Wednesday, March 31, 2010

The FCC rolled their much ballyhooed National Broadband Plan last week, and it is noticably lacking in one important area, Net Neutrality:
But let’s face some ugly facts: Everyone has their own definition of what it truly means. No blocked content, equal access to bandwidth available, regardless of origination of the content, no throttling of provider service connectivity to where a user goes, privacy of where the user has been, the list is endless. Does the FCC come out and state net neutrality goals and regulations it wants? No. Is it mentioned in the executive summary? Not once. Is it mentioned in the NBB official plan? Zilch.
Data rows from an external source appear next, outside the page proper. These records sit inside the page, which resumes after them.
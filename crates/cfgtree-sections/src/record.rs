//! Flat section records as they appear in a cfg file

use serde::{Deserialize, Serialize};

/// Name given to a heading with no text.
pub const COMMON_SECTION: &str = "__common__";

/// Sibling section skipped whenever another sibling was included.
pub const EXCLUSIVE_SECTION: &str = "__exc__";

/// Full-name prefix of sections that can be renamed from the selector.
pub const SUBSTITUTION_PREFIX: &str = "__sub__";

/// Whether a section name is wrapped in the double-underscore sentinel.
///
/// Common sections are included in every resolution unless excluded.
pub fn is_common_name(name: &str) -> bool {
    name.len() >= 4 && name.starts_with("__") && name.ends_with("__")
}

/// One heading of a cfg file and the half-open line range it owns.
#[derive(Debug, Clone, PartialEq, Eq, Serialize, Deserialize)]
pub struct SectionRecord {
    /// Heading text, possibly a template.
    pub name: String,
    /// Line of the heading itself.
    pub start_line: usize,
    /// First line after the section body.
    pub end_line: usize,
    /// Number of leading `#` minus one.
    pub level: usize,
    /// Shared by all sections expanded from one template, 0 otherwise.
    pub template_id: u32,
}

impl SectionRecord {
    pub fn new(name: impl Into<String>, start_line: usize, end_line: usize, level: usize) -> Self {
        Self {
            name: name.into(),
            start_line,
            end_line,
            level,
            template_id: 0,
        }
    }

    /// Copy of this record under another name and template group.
    pub fn renamed(&self, name: impl Into<String>, template_id: u32) -> Self {
        Self {
            name: name.into(),
            template_id,
            ..self.clone()
        }
    }

    pub fn is_common(&self) -> bool {
        is_common_name(&self.name)
    }
}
Make no mistake, this is a significant win as far as it goes. That doesn't mean the NBP is all win, it is a typical mid-level bureaucrat's grab bag of policies, regulations and taxes, with little in it that is truly revolutionary. There's some good in it, more wireless spectrum is generally a good thing. But, there isn't an issue that we can't demagogue, and the plan goes to great lengths to argue that the current state of ISP competition is "surely fragile". FCC Chairman Julius Genachowski unrolls the plan with an Op-Ed in the Washington Post decrying the "tens of millions" of Americans who have decided not to pay for something that they can get for free at their local library. Ars Technica posts the graphic at left from the report with the snarky caption "Look at all the competition". I don't know about you, but 82% of households having multiple providers to choose from looks kinda like competition to me. Nevermind competition provided through mobility, i.e. those desiring or needing different broadband options moving to a location that has them. I guess we just can't let a good crisis go to waste.